KMP String Matching Visualization

Knuth-Morris-Pratt, usually shortened to KMP, is a classic string matching algorithm. Its goal is simple: find every position where a pattern appears inside a larger text. The clever part is that KMP avoids restarting from scratch after a mismatch.

Why KMP matters

The straightforward substring search algorithm compares characters one by one. When a mismatch happens, it usually moves the pattern by one position and starts comparing again. That repeats work that we already know.

KMP solves this by building a helper array called the LPS array:

  • LPS[i] means the length of the longest proper prefix of pattern[0..i]
  • that prefix must also be a suffix of pattern[0..i]

With that table prepared, the algorithm can jump the pattern pointer to the next useful position instead of starting over.

LPS, next, and nextval

If you read different textbooks or blog posts, you may notice that KMP is not always introduced with the same helper array.

  • LPS This is the modern implementation style used in many codebases. It records a length: the longest proper prefix that is also a suffix.
  • classic next This is common in older teaching material. Instead of emphasizing a length, it emphasizes where the pattern pointer should fall back after a mismatch.
  • nextval This is an optimized version of the classic next idea. Its purpose is to avoid some fallback positions where the pattern would immediately compare the same character relationship again and gain nothing.

These are not three unrelated algorithms. They are three ways to describe the same KMP insight: reuse the prefix information that is already known instead of restarting from the beginning.

Historically, many earlier textbooks introduce KMP through the classic next table first.

That presentation is very direct:

  • when a mismatch happens at pattern index j
  • the table tells you where the pattern pointer should fall back next

So classic next can be seen as an earlier and more explicit fallback-table view of KMP, while LPS is the more common modern implementation view.
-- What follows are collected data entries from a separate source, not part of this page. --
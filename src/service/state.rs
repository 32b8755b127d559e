use crate::lan_api::{Client as LanClient, DeviceColor, LanError};
use crate::platform_api::GoveeApiClient;
use crate::service::device::Device;
use crate::service::iot::IotClient;
use crate::service::refresh::{DeviceRuntime, PushUpdate};
use serde_json::Value as JsonValue;
use std::collections::HashMap;
use std::sync::Arc;
use std::time::Duration;
use tokio::sync::{MappedMutexGuard, Mutex, MutexGuard};

/// Cloud devices must not be polled more often than this; the vendor
/// enforces a modest daily request quota.
pub const MIN_POLL_INTERVAL: Duration = Duration::from_secs(60);

#[derive(Default)]
pub struct State {
    devices_by_id: Mutex<HashMap<String, Device>>,
    runtimes_by_id: Mutex<HashMap<String, DeviceRuntime>>,
    platform_client: Mutex<Option<GoveeApiClient>>,
    lan_client: Mutex<Option<LanClient>>,
    lan_client_error: Mutex<Option<String>>,
    iot_client: Mutex<Option<IotClient>>,
    poll_interval: Mutex<Option<Duration>>,
}

pub type StateHandle = Arc<State>;

impl State {
    pub fn new() -> Self {
        Self::default()
    }

    /// Returns a mutable version of the specified device, creating
    /// an entry for it if necessary.
    pub async fn device_mut(&self, sku: &str, id: &str) -> MappedMutexGuard<'_, Device> {
        let devices = self.devices_by_id.lock().await;
        MutexGuard::map(devices, |devices| {
            devices
                .entry(id.to_string())
                .or_insert_with(|| Device::new(sku, id))
        })
    }

    pub async fn devices(&self) -> Vec<Device> {
        self.devices_by_id.lock().await.values().cloned().collect()
    }

    /// Returns an immutable copy of the specified Device
    pub async fn device_by_id(&self, id: &str) -> Option<Device> {
        let devices = self.devices_by_id.lock().await;
        devices.get(id).cloned()
    }

    pub async fn set_platform_client(&self, client: GoveeApiClient) {
        self.platform_client.lock().await.replace(client);
    }

    pub async fn get_platform_client(&self) -> Option<GoveeApiClient> {
        self.platform_client.lock().await.clone()
    }

    /// The API key changed: the old client is discarded wholesale and
    /// every subsequent call uses the replacement.
    pub async fn replace_platform_client(&self, api_key: String) {
        self.set_platform_client(GoveeApiClient::new(api_key)).await;
    }

    pub async fn set_lan_client(&self, client: LanClient) {
        self.lan_client.lock().await.replace(client);
        self.lan_client_error.lock().await.take();
    }

    /// Records a LAN initialization failure. Until a reinitialize
    /// succeeds, every LAN operation reports this condition instead of
    /// being attempted.
    pub async fn set_lan_client_error(&self, reason: String) {
        self.lan_client.lock().await.take();
        self.lan_client_error.lock().await.replace(reason);
    }

    pub async fn get_lan_client(&self) -> anyhow::Result<LanClient> {
        if let Some(client) = self.lan_client.lock().await.clone() {
            return Ok(client);
        }
        match self.lan_client_error.lock().await.clone() {
            Some(reason) => Err(LanError::Unavailable(reason).into()),
            None => anyhow::bail!("no lan client"),
        }
    }

    pub async fn set_iot_client(&self, client: IotClient) {
        self.iot_client.lock().await.replace(client);
    }

    pub async fn get_iot_client(&self) -> Option<IotClient> {
        self.iot_client.lock().await.clone()
    }

    pub async fn set_poll_interval(&self, interval: Duration) {
        let interval = if interval < MIN_POLL_INTERVAL {
            log::warn!(
                "poll interval {interval:?} is below the platform rate limit floor, \
                 using {MIN_POLL_INTERVAL:?}"
            );
            MIN_POLL_INTERVAL
        } else {
            interval
        };
        self.poll_interval.lock().await.replace(interval);
    }

    pub async fn poll_interval(&self) -> Duration {
        (*self.poll_interval.lock().await).unwrap_or(MIN_POLL_INTERVAL)
    }

    pub async fn register_runtime(&self, id: &str, runtime: DeviceRuntime) {
        self.runtimes_by_id
            .lock()
            .await
            .insert(id.to_string(), runtime);
    }

    pub async fn hub_for(&self, id: &str) -> Option<Arc<crate::hub::MemoryHub>> {
        self.runtimes_by_id
            .lock()
            .await
            .get(id)
            .map(|r| r.hub.clone())
    }

    pub async fn runtime_ids(&self) -> Vec<String> {
        self.runtimes_by_id.lock().await.keys().cloned().collect()
    }

    /// Delivers a push update to the device's refresh loop, if it is
    /// running.
    pub async fn route_push(&self, id: &str, update: PushUpdate) {
        let tx = {
            let runtimes = self.runtimes_by_id.lock().await;
            runtimes.get(id).map(|r| r.push.clone())
        };
        if let Some(tx) = tx {
            tx.send(update).await.ok();
        }
    }

    /// The user removed the device: the refresh task is cancelled and
    /// the hub-side object is dropped. No further capability writes
    /// can occur once this returns.
    pub async fn remove_device(&self, id: &str) {
        if let Some(runtime) = self.runtimes_by_id.lock().await.remove(id) {
            runtime.shutdown.send(true).ok();
        }
        self.devices_by_id.lock().await.remove(id);
    }

    pub async fn device_power_on(
        self: &Arc<Self>,
        device: &Device,
        on: bool,
    ) -> anyhow::Result<()> {
        if let Some(lan_dev) = &device.lan_device {
            log::info!("Using LAN API to set {device} power state");
            lan_dev.send_turn(on).await?;
            return Ok(());
        }

        if let Some(client) = self.get_platform_client().await {
            if let Some(info) = &device.http_device_info {
                log::info!("Using Platform API to set {device} power state");
                client.set_power_state(info, on).await?;
                return Ok(());
            }
        }

        anyhow::bail!("Unable to control power state for {device}");
    }

    pub async fn device_set_brightness(
        self: &Arc<Self>,
        device: &Device,
        percent: u8,
    ) -> anyhow::Result<()> {
        if let Some(lan_dev) = &device.lan_device {
            log::info!("Using LAN API to set {device} brightness");
            lan_dev.send_brightness(percent).await?;
            return Ok(());
        }

        if let Some(client) = self.get_platform_client().await {
            if let Some(info) = &device.http_device_info {
                log::info!("Using Platform API to set {device} brightness");
                client.set_brightness(info, percent).await?;
                return Ok(());
            }
        }
        anyhow::bail!("Unable to control brightness for {device}");
    }

    pub async fn device_set_color_temperature(
        self: &Arc<Self>,
        device: &Device,
        kelvin: u32,
    ) -> anyhow::Result<()> {
        if let Some(lan_dev) = &device.lan_device {
            log::info!("Using LAN API to set {device} color temperature");
            lan_dev.send_color_temperature_kelvin(kelvin).await?;
            return Ok(());
        }

        if let Some(client) = self.get_platform_client().await {
            if let Some(info) = &device.http_device_info {
                log::info!("Using Platform API to set {device} color temperature");
                client.set_color_temperature(info, kelvin).await?;
                return Ok(());
            }
        }
        anyhow::bail!("Unable to control color temperature for {device}");
    }

    pub async fn device_set_color_rgb(
        self: &Arc<Self>,
        device: &Device,
        r: u8,
        g: u8,
        b: u8,
    ) -> anyhow::Result<()> {
        if let Some(lan_dev) = &device.lan_device {
            log::info!("Using LAN API to set {device} color");
            lan_dev.send_color_rgb(DeviceColor { r, g, b }).await?;
            return Ok(());
        }

        if let Some(client) = self.get_platform_client().await {
            if let Some(info) = &device.http_device_info {
                log::info!("Using Platform API to set {device} color");
                client.set_color_rgb(info, r, g, b).await?;
                return Ok(());
            }
        }
        anyhow::bail!("Unable to control color for {device}");
    }

    /// Activates a scene by opaque vendor value; cloud only.
    pub async fn device_set_scene_value(
        self: &Arc<Self>,
        device: &Device,
        instance: &str,
        value: JsonValue,
    ) -> anyhow::Result<()> {
        if let Some(client) = self.get_platform_client().await {
            if let Some(info) = &device.http_device_info {
                log::info!("Using Platform API to set {device} {instance}");
                client.set_scene_value(info, instance, value).await?;
                return Ok(());
            }
        }
        anyhow::bail!("Unable to set {instance} for {device}");
    }

    pub async fn device_set_toggle(
        self: &Arc<Self>,
        device: &Device,
        instance: &str,
        on: bool,
    ) -> anyhow::Result<()> {
        if let Some(client) = self.get_platform_client().await {
            if let Some(info) = &device.http_device_info {
                log::info!("Using Platform API to set {device} {instance} to {on}");
                client.set_toggle_state(info, instance, on).await?;
                return Ok(());
            }
        }
        anyhow::bail!("Unable to control {instance} for {device}");
    }

    pub async fn device_set_music_mode(
        self: &Arc<Self>,
        device: &Device,
        mode_value: JsonValue,
        sensitivity: u8,
    ) -> anyhow::Result<()> {
        if let Some(client) = self.get_platform_client().await {
            if let Some(info) = &device.http_device_info {
                if let Some(cap) = info.capability_by_instance("musicMode") {
                    log::info!("Using Platform API to set {device} music mode");
                    let value = serde_json::json!({
                        "musicMode": mode_value,
                        "sensitivity": sensitivity,
                    });
                    client.control_device(info, cap, value).await?;
                    return Ok(());
                }
            }
        }
        anyhow::bail!("Unable to set music mode for {device}");
    }

    /// Raw segment control; the value shape is vendor-defined and is
    /// passed through untouched.
    pub async fn device_set_segment_value(
        self: &Arc<Self>,
        device: &Device,
        instance: &str,
        value: JsonValue,
    ) -> anyhow::Result<()> {
        if let Some(client) = self.get_platform_client().await {
            if let Some(info) = &device.http_device_info {
                if let Some(cap) = info.capability_by_instance(instance) {
                    log::info!("Using Platform API to set {device} {instance}");
                    client.control_device(info, cap, value).await?;
                    return Ok(());
                }
            }
        }
        anyhow::bail!("Unable to control {instance} for {device}");
    }

    pub async fn device_list_scenes(&self, device: &Device) -> anyhow::Result<Vec<String>> {
        if let Some(client) = self.get_platform_client().await {
            if let Some(info) = &device.http_device_info {
                let mut names = vec![];
                for cap in client.get_device_scenes(info).await? {
                    for opt in cap.enum_options() {
                        names.push(opt.name.to_string());
                    }
                }
                for cap in client.get_device_diy_scenes(info).await? {
                    for opt in cap.enum_options() {
                        names.push(opt.name.to_string());
                    }
                }
                return Ok(sort_and_dedup_scenes(names));
            }
        }

        log::trace!("Platform API unavailable: Don't know how to list scenes for {device}");

        Ok(vec![])
    }
}

pub fn sort_and_dedup_scenes(mut scenes: Vec<String>) -> Vec<String> {
    scenes.sort_by_key(|s| s.to_ascii_lowercase());
    scenes.dedup();
    scenes
}

#[cfg(test)]
mod test {
    use super::*;

    #[test]
    fn scene_sort() {
        let scenes = vec![
            "sunset".to_string(),
            "Aurora".to_string(),
            "sunset".to_string(),
            "candlelight".to_string(),
        ];
        k9::assert_equal!(
            sort_and_dedup_scenes(scenes),
            vec!["Aurora", "candlelight", "sunset"]
        );
    }

    #[tokio::test]
    async fn poll_interval_floor() {
        let state = State::new();
        state.set_poll_interval(Duration::from_secs(5)).await;
        k9::assert_equal!(state.poll_interval().await, MIN_POLL_INTERVAL);

        state.set_poll_interval(Duration::from_secs(300)).await;
        k9::assert_equal!(state.poll_interval().await, Duration::from_secs(300));
    }

    #[tokio::test]
    async fn lan_error_state_is_persistent() {
        let state = State::new();
        state
            .set_lan_client_error("listen port 4002 is already bound".to_string())
            .await;
        let err = state.get_lan_client().await.unwrap_err();
        assert!(err.to_string().contains("already bound"), "{err:#}");
        // a second attempt reports the same condition without retrying
        let err = state.get_lan_client().await.unwrap_err();
        assert!(err.to_string().contains("reinitialized"), "{err:#}");
    }
}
One important detail: different resources use different next conventions. On this page, the comparison section uses a common classic convention where:

  • next[0] = -1

That keeps the terminology precise and makes the side-by-side comparison easier to follow.

Why nextval was introduced

The classic next table already removes a lot of repeated work, but in some patterns it can still send the algorithm to a fallback position where the next comparison is immediately doomed to fail again.
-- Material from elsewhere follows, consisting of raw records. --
pub mod device;
pub mod http;
pub mod iot;
pub mod migrate;
pub mod quirks;
pub mod reconcile;
pub mod refresh;
pub mod state;
#[cfg(test)]
mod test {
    use super::*;

    const LIST_DEVICES_EXAMPLE: &str = include_str!("../test-data/list_devices.json");

    #[test]
    fn list_devices() {
        let resp: GetDevicesResponse = from_json(LIST_DEVICES_EXAMPLE).unwrap();
        k9::assert_equal!(resp.code, 200);
        k9::assert_equal!(resp.data.len(), 2);

        let light = &resp.data[0];
        k9::assert_equal!(light.sku, "H6159");
        k9::assert_equal!(light.device_type, DeviceType::Light);
        assert!(light.supports_rgb());
        assert!(light.supports_brightness());
        k9::assert_equal!(light.get_color_temperature_range(), Some((2000, 9000)));

        let socket = &resp.data[1];
        k9::assert_equal!(socket.device_type, DeviceType::Socket);
        assert!(socket.capability_by_instance("powerSwitch").is_some());
        assert!(!socket.supports_rgb());
    }

    const GET_DEVICE_STATE_EXAMPLE: &str = include_str!("../test-data/get_device_state.json");

    #[test]
    fn get_device_state() {
        let resp: GetDeviceStateResponse = from_json(GET_DEVICE_STATE_EXAMPLE).unwrap();
        k9::assert_equal!(resp.payload.capabilities.len(), 5);
        let brightness = resp
            .payload
            .capabilities
            .iter()
            .find(|c| c.instance == "brightness")
            .unwrap();
        k9::assert_equal!(brightness.state.value.as_u64(), Some(80));
    }

    const SCENE_LIST_EXAMPLE: &str = include_str!("../test-data/scenes.json");

    #[test]
    fn get_device_scenes() {
        let resp: GetDeviceScenesResponse = from_json(SCENE_LIST_EXAMPLE).unwrap();
        let scenes = &resp.payload.capabilities[0];
        k9::assert_equal!(scenes.instance, "lightScene");
        k9::assert_equal!(scenes.enum_options().len(), 3);
        k9::assert_equal!(scenes.enum_options()[0].name, "Sunrise");
    }

    #[test]
    fn toggle_enum_lookup() {
        let resp: GetDevicesResponse = from_json(LIST_DEVICES_EXAMPLE).unwrap();
        let light = &resp.data[0];
        let power = light.capability_by_instance("powerSwitch").unwrap();
        k9::assert_equal!(power.enum_parameter_by_name("on"), Some(1));
        k9::assert_equal!(power.enum_parameter_by_name("off"), Some(0));
    }
}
This usually happens when:

  • the pattern contains repeated character structure
  • a fallback lands on a position whose pattern character is effectively going to recreate the same conflict

The idea behind nextval is to optimize that case.
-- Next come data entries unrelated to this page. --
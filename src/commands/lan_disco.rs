use crate::lan_api::{Client, LanEvent};

#[derive(clap::Parser, Debug)]
pub struct LanDiscoCommand {}

impl LanDiscoCommand {
    pub async fn run(&self, args: &crate::Args) -> anyhow::Result<()> {
        let (client, mut events) = Client::new(args.lan_args.init_timeout()).await?;
        client.discover().await?;

        loop {
            match events.recv().await {
                Ok(LanEvent::DeviceAdded(device)) => {
                    log::info!("{device:?}");

                    if let Ok(resp) = client.query_status(&device).await {
                        log::info!("Got status: {resp:?}");
                    }
                }
                Ok(event) => {
                    log::info!("{event:?}");
                }
                Err(_) => break,
            }
        }
        Ok(())
    }
}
Instead of stopping at the first legal fallback position, nextval may continue the fallback chain and skip positions that would only trigger another redundant comparison right away.

So nextval is best understood as:

  • not a different algorithm
  • but a refinement of the classic next table
  • designed to reduce some fallback positions that are valid but not very informative

How to read this page

This page has two linked visualizations:

  1. Prefix table construction This panel shows how the lps array is built step by step for the current pattern.
  2. KMP matching This panel shows how the text pointer i and pattern pointer j move during matching.

When a mismatch happens:

  • if j > 0, KMP jumps j back to lps[j - 1]
  • if j === 0, KMP simply advances in the text

That is the core reason KMP runs in linear time.

If you learned KMP from a classic next or nextval presentation, you can think of this page's main animation as the same fallback logic written in the LPS style that modern implementations often prefer.

In other words:

  • the interactive area at the top is optimized for understanding the matching process
  • the markdown explanation below is where the historical next / nextval perspective is explained more fully

What to observe

Try a pattern with repeated structure such as ababd or aaabaaa.

  • In the prefix table panel, watch how previously known prefix information is reused.
  • In the matching panel, watch how mismatches trigger fallback instead of restarting from the beginning.

The step-by-step controls are especially useful when you want to understand why each jump happens.